The doctor can see abnormal activity as well as sleep stages during your EEG.
The ambulatory EEG is a very expensive (~$20,000) piece of equipment that allows us to monitor a 48 – 72 hour period (or more) of brain waves – you may not be able to do the majority of your normal daily activities during this time. Do not get it wet. Do not allow the camera or the box to get hit or banged against other objects. Do not attempt to adjust anything on the camera, or the device, and do not adjust the wires. You will be held responsible for any damages.
At the end of the time period (48 – 72) you will return to the EEG clinic to have the electrodes removed and then the information gathered or collected will be downloaded to the computer for analysis.

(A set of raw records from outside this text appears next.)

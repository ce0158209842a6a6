//! # Server Client
//!
//! The cloneable handle to a [`ResourceServer`](super::ResourceServer). It is the fetch
//! collaborator bindings are built on: reads and writes go over the server's channel and
//! every [`ServerError`] is converted into a [`FetchError`] on the way out.

use super::error::ServerError;
use super::message::ServerRequest;
use super::record::Record;
use crate::framework::{Fetch, FetchError, Store};
use async_trait::async_trait;
use tokio::sync::{mpsc, oneshot};
use tracing::instrument;

/// Type-safe client for one [`ResourceServer`](super::ResourceServer).
///
/// Holds only a sender, so cloning is cheap.
pub struct ServerClient<T: Record> {
    sender: mpsc::Sender<ServerRequest<T>>,
}

impl<T: Record> Clone for ServerClient<T> {
    fn clone(&self) -> Self {
        Self {
            sender: self.sender.clone(),
        }
    }
}

impl<T: Record> ServerClient<T> {
    pub fn new(sender: mpsc::Sender<ServerRequest<T>>) -> Self {
        Self { sender }
    }

    async fn request<R>(
        &self,
        build: impl FnOnce(oneshot::Sender<Result<R, ServerError>>) -> ServerRequest<T>,
    ) -> Result<R, ServerError> {
        let (respond_to, response) = oneshot::channel();
        self.sender
            .send(build(respond_to))
            .await
            .map_err(|_| ServerError::ServerClosed)?;
        response.await.map_err(|_| ServerError::ServerDropped)?
    }

    /// Adds `record` under its own id, replacing any record stored there.
    #[instrument(skip(self))]
    pub async fn insert(&self, record: T) -> Result<T::Id, ServerError> {
        self.request(|respond_to| ServerRequest::Insert { record, respond_to })
            .await
    }
}

#[async_trait]
impl<T: Record> Fetch<T::Id, T> for ServerClient<T> {
    #[instrument(skip(self))]
    async fn read(&self, id: &T::Id) -> Result<T, FetchError> {
        let id = id.clone();
        Ok(self
            .request(|respond_to| ServerRequest::Get { id, respond_to })
            .await?)
    }
}

#[async_trait]
impl<T: Record> Store<T::Id, T> for ServerClient<T> {
    #[instrument(skip(self, record))]
    async fn write(&self, id: &T::Id, record: T) -> Result<T, FetchError> {
        let id = id.clone();
        Ok(self
            .request(|respond_to| ServerRequest::Put {
                id,
                record,
                respond_to,
            })
            .await?)
    }
}

#[cfg(test)]
mod tests {
    use super::*;
    use crate::model::{Product, User};
    use crate::server::{ResourceServer, ServerConfig};

    fn spawn_users() -> ServerClient<User> {
        let (server, client) = ResourceServer::<User>::new(ServerConfig::default());
        tokio::spawn(server.run());
        client
    }

    #[tokio::test]
    async fn test_read_missing_is_not_found() {
        let client = spawn_users();
        assert_eq!(client.read(&9).await, Err(FetchError::NotFound("9".into())));
    }

    #[tokio::test]
    async fn test_write_returns_normalised_record() {
        let client = spawn_users();
        client.insert(User::new(1, "Ann", 54, "brown")).await.unwrap();

        let mut edited = client.read(&1).await.unwrap();
        edited.name = "  Ann   Lee ".into();
        let stored = client.write(&1, edited).await.unwrap();
        assert_eq!(stored.name, "Ann Lee");
        assert_eq!(client.read(&1).await.unwrap(), stored);
    }

    #[tokio::test]
    async fn test_write_rejections() {
        let client = spawn_users();
        client.insert(User::new(1, "Ann", 54, "brown")).await.unwrap();

        let mut blank = User::new(1, "Ann", 54, "brown");
        blank.name = "   ".into();
        assert!(matches!(
            client.write(&1, blank).await,
            Err(FetchError::Rejected(_))
        ));

        let unknown = User::new(2, "Bo", 30, "red");
        assert_eq!(
            client.write(&2, unknown.clone()).await,
            Err(FetchError::NotFound("2".into()))
        );
        // A record under someone else's id is refused.
        assert!(matches!(
            client.write(&1, unknown).await,
            Err(FetchError::Rejected(_))
        ));
    }

    #[tokio::test]
    async fn test_closed_server_is_transport_failure() {
        let (server, client) = ResourceServer::<Product>::new(ServerConfig { buffer_size: 1 });
        drop(server);
        assert!(matches!(
            client.read(&1).await,
            Err(FetchError::Transport(_))
        ));
    }
}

How does an Ambulatory EEG work?
Small, non-invasive metal cups called electrodes (usually 16 to 32 in number) are pasted on the scalp, after careful measurement by a trained technologist. The tape and gauze wrap is to keep the electrodes firmly in place. If the electrodes are moved, then the quality of the recording will be poor. The electrodes pick up very small changes in brain electrical activity. The activity is amplified and recorded on the computer. It is then translated into a complicated graph. During this procedure, the EEG is recorded for a prolonged period, allowing you to have a comprehensive EEG at home. You will need to keep a diary with exact times to correlate behavior with events on the EEG. Do not forget to write in the journal or diary, and bring it with you when you return to the clinic. This helps to determine the cause of any seizures.
How will I get my results?
After the technologist completes your study the doctor will review the study and discuss it with you at your next visit. If there are issues regarding the EEG of immediate concern, the doctor will contact you for further testing or discuss the findings with you on the phone. Do not ask the EEG technologist to interpret or explain your results. The EEG technologist will contact the physician if your EEG shows something that may be of immediate concern.